X

Pobierz aplikację OvuFriend

Zwiększ szanse na ciążę!
pobierz mam już apkę [X]
Odpowiedz

IVF

Oceń ten wątek:
  • Justine Autorytet
    Postów: 2587 3241

    Wysłany: 19 stycznia 2017, 12:18

    Cytuj  /     /  Zgłoś
    lady_pink wrote:
    Ciekawe czy klinika w której się nie leczyłam tak szybko znajdzie zarodki? Bo Tobie udało się w 3 dni, ale tam też jesteś pacjentką. Ale ok :) Będę się tym martwić za jakiś czas (tfu tfu tfu obym jednak poprzestała na najbliższej procedurze:D :)

    Może to być też to, że jestem pacjentką ale najbardziej prawdopodobna jest opcja że nie chciałam zgodności krwi ;) Wtedy dr mi tłumaczyła że zarodki "czekają" na rodziców, bo nie wiedzą jakiej krwi byli rodzice i ponoć takich bez oznaczonej krwi rodziców jest sporo.

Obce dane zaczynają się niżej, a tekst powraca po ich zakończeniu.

//! Trade orchestration pipeline (C7 / §4.7): composes RPC calls across
//! market, technical, volatility, news, risk, execution and compliance.
//! Never touches portfolio fields directly.

pub mod pipeline;
pub mod tools;

use pipeline::TraderSupervisorState;
use rpc_core::registry::ToolRegistry;
use rpc_core::server::{build_router, ServiceState};
use std::net::SocketAddr;
use std::sync::Arc;
use tools::register_tools;
use tracing::info;

pub const SERVICE_NAME: &str = "trader-supervisor";
pub const SERVICE_VERSION: &str = "1.0.0";

pub async fn run(port: u16) -> anyhow::Result<()> {
    let state = Arc::new(TraderSupervisorState::from_env());

    let mut tools = ToolRegistry::new();
    register_tools(&mut tools, state);

    let service_state = Arc::new(ServiceState::new(SERVICE_NAME, SERVICE_VERSION, tools));
    let router = build_router(service_state);

    let addr = SocketAddr::from(([0, 0, 0, 0], port));
    info!(service = SERVICE_NAME, %addr, "starting service");
    let listener = tokio::net::TcpListener::bind(addr).await?;
    axum::serve(listener, router).await?;
    Ok(())
}
//! Fundamental analysis service (C3 / §4.3).

pub mod provider;
pub mod scoring;
pub mod tools;

use provider::SyntheticCompanyInfoSource;
use rpc_core::registry::ToolRegistry;
use rpc_core::server::{build_router, ServiceState};
use std::net::SocketAddr;
use std::sync::Arc;
use tools::{register_tools, FundamentalState};
use tracing::info;

pub const SERVICE_NAME: &str = "fundamental";
pub const SERVICE_VERSION: &str = "1.0.0";

pub async fn run(port: u16) -> anyhow::Result<()> {
    let state = Arc::new(FundamentalState::new(Arc::new(SyntheticCompanyInfoSource::new())));

    let mut tools = ToolRegistry::new();
    register_tools(&mut tools, state);

    let service_state = Arc::new(ServiceState::new(SERVICE_NAME, SERVICE_VERSION, tools));
    let router = build_router(service_state);

    let addr = SocketAddr::from(([0, 0, 0, 0], port));
    info!(service = SERVICE_NAME, %addr, "starting service");
    let listener = tokio::net::TcpListener::bind(addr).await?;
    axum::serve(listener, router).await?;
    Ok(())
}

    Problem: endometrioza 1st, Hashimoto, słabe nasienie.
    3 procedury, leczenie immunologiczne, 6 transferów, 2 straty.
    Mała Królewna jest już z nami <3
    Droga do naszego szczęścia: https://szczesliwenieszczescia.blogspot.com/
  • V. Autorytet
    Postów: 969 1629

    Wysłany: 19 stycznia 2017, 12:26

    Cytuj  /     /  Zgłoś
    Justine wrote:
    Witaj V.! Myślałam, że jesteś już na fioletowej stronie, a jednak walczysz dalej....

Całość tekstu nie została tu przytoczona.